Of Charley Singh, there is no record.

Hazara Singh died in 1923 and was cremated at the Portland Crematorium. Charley Singh died in 1950.

Chanda Singh died in 1941 and Beer Singh passed away in 1953; both were cremated at The Institution.

For decades, the remains of these anonymous Sikhs who came to America, the land of opportunity, a century ago, pioneers in their own right, have been stored at The Institute, in canisters that are now beginning to fall apart.


Unclaimed.

These were not great men. They did not amass wealth or political power. They did not leave behind families or any kind of legacy, for that matter.
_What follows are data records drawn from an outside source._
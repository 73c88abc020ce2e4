#![allow(dead_code)]

use std::sync::Arc;
use tracing_subscriber::{layer::SubscriberExt, util::SubscriberInitExt};

use adaptix_api::{config::Config, create_router, services::AppState};

#[tokio::main]
async fn main() {
    // Initialize OpenTelemetry tracer (optional, can be disabled)
    let _tracer = init_telemetry();

    // Initialize tracing with OpenTelemetry layer
    tracing_subscriber::registry()
        .with(
            tracing_subscriber::EnvFilter::try_from_default_env()
                .unwrap_or_else(|_| "adaptix_api=debug,tower_http=debug".into()),
        )
        .with(tracing_subscriber::fmt::layer())
        .with(tracing_opentelemetry::layer())
        .init();

    tracing::info!("Starting Adaptix Rust API");

    // Load configuration
    let config = Config::load().expect("Failed to load configuration");
    tracing::info!(
        "Configuration loaded for environment: {:?}",
        std::env::var("APP_ENV").unwrap_or_else(|_| "dev".to_string())
    );

    // Initialize database connection
    let mongo_client = mongodb::Client::with_uri_str(&config.mongo_uri)
        .await
        .expect("Failed to connect to MongoDB");
    tracing::info!("MongoDB connected");

    // Build application state
    let app_state = Arc::new(
        AppState::new(config, mongo_client)
            .await
            .expect("Failed to initialize application state"),
    );

    // Build router
    let app = create_router(app_state);

    // Start server
    let listener = tokio::net::TcpListener::bind("0.0.0.0:8081").await.unwrap();

    tracing::info!("Server listening on {}", listener.local_addr().unwrap());

    axum::serve(listener, app).await.unwrap();

    // Shutdown OpenTelemetry gracefully
    shutdown_telemetry();
}

fn init_telemetry() -> opentelemetry_sdk::trace::Tracer {
    use opentelemetry::trace::TracerProvider as _;
    use opentelemetry::KeyValue;
    use opentelemetry_otlp::WithExportConfig;
    use opentelemetry_sdk::trace::SdkTracerProvider;
    use opentelemetry_sdk::Resource;

    // Check if OTLP endpoint is configured
    let otlp_endpoint = std::env::var("OTEL_EXPORTER_OTLP_ENDPOINT")
        .unwrap_or_else(|_| "http://localhost:4318".to_string());

    tracing::info!(
        "Initializing OpenTelemetry with OTLP endpoint: {}",
        otlp_endpoint
    );

    // Configure OTLP exporter
    let exporter = opentelemetry_otlp::SpanExporter::builder()
        .with_http()
        .with_endpoint(otlp_endpoint)
        .build()
        .expect("Failed to create OTLP exporter");

    // Create resource with service information
    let resource = Resource::builder_empty()
        .with_service_name("adaptix-rust-api")
        .with_attributes(vec![KeyValue::new(
            "service.version",
            env!("CARGO_PKG_VERSION"),
        )])
        .build();

    // Create tracer provider
    let provider = SdkTracerProvider::builder()
        .with_batch_exporter(exporter)
        .with_resource(resource)
        .build();

    let tracer = provider.tracer("adaptix-api");

    // Set global tracer provider
    opentelemetry::global::set_tracer_provider(provider);

    tracer
}

fn shutdown_telemetry() {
    tracing::info!("Shutting down OpenTelemetry");
    // In opentelemetry 0.31, shutdown is handled by dropping the provider
}
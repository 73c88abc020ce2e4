use std::time::Duration;

#[derive(Clone)]
pub struct RetryConfig {
    pub max_attempts: usize,
    pub base_backoff: Duration,
    pub max_backoff: Duration,
    pub jitter_max: Option<Duration>,
}

impl Default for RetryConfig {
    fn default() -> Self {
        Self {
            max_attempts: 5,
            base_backoff: Duration::from_millis(20),
            max_backoff: Duration::from_millis(500),
            jitter_max: Some(Duration::from_millis(50)),
        }
    }
}

impl RetryConfig {
    pub fn aggressive() -> Self {
        Self {
            max_attempts: 7,
            base_backoff: Duration::from_millis(50),
            max_backoff: Duration::from_millis(1000),
            jitter_max: Some(Duration::from_millis(100)),
        }
    }
}

pub async fn retry_async_with_config<F, Fut, T, E>(config: RetryConfig, mut f: F) -> Result<T, E>
where
    F: FnMut() -> Fut,
    Fut: std::future::Future<Output = Result<T, E>>,
{
    let mut attempts_left = config.max_attempts;
    let mut backoff = config.base_backoff;

    loop {
        let res = f().await;
        match res {
            Ok(v) => return Ok(v),
            Err(e) => {
                attempts_left = attempts_left.saturating_sub(1);
                if attempts_left == 0 {
                    return Err(e);
                }

                // apply jitter
                if let Some(jitter_max) = config.jitter_max {
                    let jitter_ms = jitter_max.as_millis() as u64;
                    let extra = if jitter_ms == 0 {
                        0
                    } else {
                        rand::random::<u64>() % (jitter_ms + 1)
                    };
                    let wait = backoff + Duration::from_millis(extra);
                    tokio::time::sleep(wait).await;
                } else {
                    tokio::time::sleep(backoff).await;
                }

                backoff = std::cmp::min(backoff * 2, config.max_backoff);
            }
        }
    }
}
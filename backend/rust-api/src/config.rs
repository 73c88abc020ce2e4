use serde::Deserialize;
use std::env;

#[derive(Debug, Clone, Deserialize)]
pub struct Config {
    pub mongo_uri: String,
    pub mongo_database: String,
    pub ai_api_url: String,
    pub ai_api_key: String,
    pub ai_model: String,
    pub ai_daily_call_limit: u32,
    pub questions_per_session: u32,
}

impl Config {
    pub fn load() -> Result<Self, config::ConfigError> {
        // Load environment variables from root .env file (two levels up)
        // Try root .env first, then fallback to local .env
        let skip_root_env = env::var("SKIP_ROOT_ENV").is_ok();
        if skip_root_env {
            dotenvy::dotenv().ok();
        } else if dotenvy::from_path("../../.env").is_err() {
            // Fallback to current directory .env for backward compatibility
            dotenvy::dotenv().ok();
        }

        // Determine environment (defaults to dev)
        let env = env::var("APP_ENV").unwrap_or_else(|_| "dev".to_string());

        // Build configuration from config/*.toml + ENV overrides
        let config_builder = config::Config::builder()
            // Load base config from TOML file
            .add_source(
                config::File::with_name(&format!("config/{}", env)).required(false), // Allow missing config file, fallback to ENV
            )
            // Override with environment variables (prefix: APP_)
            .add_source(config::Environment::with_prefix("APP").separator("__"));

        let settings = config_builder.build()?;

        // Extract values with fallbacks to ENV or defaults
        let mongo_uri = settings
            .get_string("database.mongo_uri")
            .or_else(|_| env::var("MONGO_URI"))
            .unwrap_or_else(|_| "mongodb://localhost:27017/adaptix".to_string());

        let mongo_database = settings
            .get_string("database.mongo_database")
            .or_else(|_| env::var("MONGO_DATABASE"))
            .unwrap_or_else(|_| "adaptix".to_string());

        let ai_api_url = settings
            .get_string("ai.api_url")
            .or_else(|_| env::var("AI_API_URL"))
            .unwrap_or_else(|_| "https://generativelanguage.googleapis.com".to_string());

        let ai_api_key = settings
            .get_string("ai.api_key")
            .or_else(|_| env::var("AI_API_KEY"))
            .unwrap_or_else(|_| {
                if env == "prod" {
                    panic!("FATAL: AI_API_KEY must be set in production!");
                }
                eprintln!("WARNING: AI_API_KEY not set; remote generation will fail over to templates");
                String::new()
            });

        let ai_model = settings
            .get_string("ai.model")
            .or_else(|_| env::var("AI_MODEL"))
            .unwrap_or_else(|_| "gemini-2.0-flash-exp".to_string());

        let ai_daily_call_limit = settings
            .get_int("ai.daily_call_limit")
            .ok()
            .or_else(|| {
                env::var("AI_DAILY_CALL_LIMIT")
                    .ok()
                    .and_then(|v| v.parse::<i64>().ok())
            })
            .filter(|v| *v > 0)
            .unwrap_or(200) as u32;

        let questions_per_session = settings
            .get_int("assessment.questions_per_session")
            .ok()
            .or_else(|| {
                env::var("QUESTIONS_PER_SESSION")
                    .ok()
                    .and_then(|v| v.parse::<i64>().ok())
            })
            .filter(|v| *v > 0)
            .unwrap_or(5) as u32;

        Ok(Config {
            mongo_uri,
            mongo_database,
            ai_api_url,
            ai_api_key,
            ai_model,
            ai_daily_call_limit,
            questions_per_session,
        })
    }
}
But they represent a heroic, forgotten chapter in the Sikh diaspora.

It is a travesty that their remains have languished thus even as Sikhs thrive in America.

The Institution is trying to make amends; the following excerpt is from its website:

While ‘The Institution’ has made enormous strides toward improving the care and treatment of the patients of today, there is unfinished work in honoring patients of previous generations.

‘The Institution’ is custodian of the cremated remains of approximately 3,500 people … who were cremated at this facility between 1914 and the 1970s. These are the cremains that have not yet been claimed.

The hospital hopes to change that and unite the cremains with family members. To that end, the hospital has posted this revised list of individuals whose cremated remains are in its possession. Hospital officials urge anyone who thinks he or she may have a family member who passed away at one of these institutions to review the list. As soon as the connection can be confirmed, the hospital will make arrangements for the cremains to be provided to the family.

Despite The Institution’s best efforts, the remains of Beer Singh, Chanda Singh, Hazara Singh and Charley Singh remain unclaimed. After all, there is nobody to claim them!

Every now and then, a writer who does his utmost to write dispassionately will unearth a story that touches him deeply.

This is one such story.

To me, it is unacceptable that the remains of these men should fester thus. The Gurmat Sangeet Project, a non-profit group that I am affiliated with, has undertaken to claim these remains and dispose of them according to Sikh tradition. An effort to claim the remains has been initiated. Further updates will
follow.

Any of my readers, from Oregon or elsewhere, who have been similarly moved by the story are welcome to get in touch with us to join the effort and support it.

The Gurmat Sangeet Project
(www.gurmatsangeetproject.com) can be contacted at sevadars@gurmatsangeetproject.com

Beer Singh, Chanda Singh, Hazara Singh, Charley Singh and all the anonymous men and women whose ghosts haunt The Institution to this day: May they all Rest In Peace.

March 31, 2014
 

Conversation about this article

1: I. Singh (India), March 31, 2014, 9:23 AM.

I salute you for taken up this project. Thank you.

2: Harman Singh (California, USA), March 31, 2014, 2:57 PM.

Thank you, Sarbpreet, for your efforts at documenting our history.

3: Chintan Singh (San Jose, California, USA), April 01, 2014, 2:43 PM.

Thank you, Sarbpreet Singh ji, for taking on this effort.

4: N Singh (Canada), April 01, 2014, 10:59 PM.

Thank you, Sarbpreet. Men like you give me hope. May Waheguru bless you also.